Assignment: Provide an exact repetition of every entry, with no word altered.
─── Available data ───
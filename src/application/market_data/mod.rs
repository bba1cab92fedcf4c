// Market data processing modules
pub mod fetcher;
pub mod metrics;
pub mod rolling_extremum;

pub use fetcher::HistoryFetcher;
pub use metrics::{MetricRow, MetricTable, MetricsEngine, WindowParams};
//! Backward-paginating history fetcher.
//!
//! The upstream API answers "up to N days ending at T", so the fetcher walks a
//! cursor from the end of the range back towards its start, one page at a time.

use crate::domain::errors::FetchError;
use crate::domain::market::date_range::SECONDS_PER_DAY;
use crate::domain::market::{DailyBar, DateRange, OhlcRecord, OhlcSeries};
use crate::domain::ports::HistoricalDataSource;
use std::sync::Arc;
use tracing::{debug, info, warn};

/// Rows requested per page.
pub const DEFAULT_PAGE_SIZE: usize = 2000;

pub struct HistoryFetcher {
    source: Arc<dyn HistoricalDataSource>,
    page_size: usize,
}

impl HistoryFetcher {
    pub fn new(source: Arc<dyn HistoricalDataSource>) -> Self {
        Self {
            source,
            page_size: DEFAULT_PAGE_SIZE,
        }
    }

    pub fn with_page_size(mut self, page_size: usize) -> Self {
        self.page_size = page_size.max(1);
        self
    }

    pub fn page_size(&self) -> usize {
        self.page_size
    }

    /// Assembles the daily series for `asset` covering `range`.
    ///
    /// Pages are requested sequentially. An empty page ends the walk and keeps
    /// what was gathered so far; any request failure aborts with an error.
    pub async fn fetch(&self, asset: &str, range: DateRange) -> Result<OhlcSeries, FetchError> {
        let start_ts = range.start_timestamp();
        let mut cursor = range.end_timestamp();
        let mut collected: Vec<DailyBar> = Vec::new();
        let mut pages = 0usize;

        while cursor >= start_ts {
            debug!(
                "HistoryFetcher: Requesting {} days of {} ending at {}",
                self.page_size, asset, cursor
            );
            let page = self
                .source
                .fetch_daily_page(asset, cursor, self.page_size)
                .await?;
            pages += 1;

            let Some(earliest) = page.iter().map(|bar| bar.time).min() else {
                warn!(
                    "HistoryFetcher: No data returned for {} ending at {}; either limit exceeded or data unavailable",
                    asset, cursor
                );
                break;
            };

            collected.extend(page.iter().filter(|bar| bar.time >= start_ts).copied());

            // Step from the unfiltered page so fully-filtered pages still advance.
            let next = earliest - SECONDS_PER_DAY;
            if next >= cursor {
                return Err(FetchError::NonProgressingCursor {
                    previous: cursor,
                    next,
                });
            }
            cursor = next;
        }

        if collected.is_empty() {
            info!("HistoryFetcher: No bars for {} in {}", asset, range);
            return Ok(OhlcSeries::empty());
        }

        let records: Vec<OhlcRecord> = collected
            .iter()
            .filter_map(OhlcRecord::from_bar)
            .filter(|record| range.contains(record.date))
            .collect();
        let series = OhlcSeries::from_records(records);

        info!(
            "HistoryFetcher: Fetched {} daily bars for {} in {} ({} pages)",
            series.len(),
            asset,
            range,
            pages
        );

        Ok(series)
    }
}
───
Response box:
filename src/application/market_data/mod.rs
repository bba1cab92fedcf4c
// Market data processing modules
pub mod fetcher;
pub mod metrics;
pub mod rolling_extremum;

pub use fetcher::HistoryFetcher;
pub use metrics::{MetricRow, MetricTable, MetricsEngine, WindowParams};
//! Backward-paginating history fetcher.
//!
//! The upstream API answers "up to N days ending at T", so the fetcher walks a
//! cursor from the end of the range back towards its start, one page at a time.

use crate::domain::errors::FetchError;
use crate::domain::market::date_range::SECONDS_PER_DAY;
use crate::domain::market::{DailyBar, DateRange, OhlcRecord, OhlcSeries};
use crate::domain::ports::HistoricalDataSource;
use std::sync::Arc;
use tracing::{debug, info, warn};

/// Rows requested per page.
pub const DEFAULT_PAGE_SIZE: usize = 2000;

pub struct HistoryFetcher {
    source: Arc<dyn HistoricalDataSource>,
    page_size: usize,
}

impl HistoryFetcher {
    pub fn new(source: Arc<dyn HistoricalDataSource>) -> Self {
        Self {
            source,
            page_size: DEFAULT_PAGE_SIZE,
        }
    }

    pub fn with_page_size(mut self, page_size: usize) -> Self {
        self.page_size = page_size.max(1);
        self
    }

    pub fn page_size(&self) -> usize {
        self.page_size
    }

    /// Assembles the daily series for `asset` covering `range`.
    ///
    /// Pages are requested sequentially. An empty page ends the walk and keeps
    /// what was gathered so far; any request failure aborts with an error.
    pub async fn fetch(&self, asset: &str, range: DateRange) -> Result<OhlcSeries, FetchError> {
        let start_ts = range.start_timestamp();
        let mut cursor = range.end_timestamp();
        let mut collected: Vec<DailyBar> = Vec::new();
        let mut pages = 0usize;

        while cursor >= start_ts {
            debug!(
                "HistoryFetcher: Requesting {} days of {} ending at {}",
                self.page_size, asset, cursor
            );
            let page = self
                .source
                .fetch_daily_page(asset, cursor, self.page_size)
                .await?;
            pages += 1;

            let Some(earliest) = page.iter().map(|bar| bar.time).min() else {
                warn!(
                    "HistoryFetcher: No data returned for {} ending at {}; either limit exceeded or data unavailable",
                    asset, cursor
                );
                break;
            };

            collected.extend(page.iter().filter(|bar| bar.time >= start_ts).copied());

            // Step from the unfiltered page so fully-filtered pages still advance.
            let next = earliest - SECONDS_PER_DAY;
            if next >= cursor {
                return Err(FetchError::NonProgressingCursor {
                    previous: cursor,
                    next,
                });
            }
            cursor = next;
        }

        if collected.is_empty() {
            info!("HistoryFetcher: No bars for {} in {}", asset, range);
            return Ok(OhlcSeries::empty());
        }

        let records: Vec<OhlcRecord> = collected
            .iter()
            .filter_map(OhlcRecord::from_bar)
            .filter(|record| range.contains(record.date))
            .collect();
        let series = OhlcSeries::from_records(records);

        info!(
            "HistoryFetcher: Fetched {} daily bars for {} in {} ({} pages)",
            series.len(),
            asset,
            range,
            pages
        );

        Ok(series)
    }
}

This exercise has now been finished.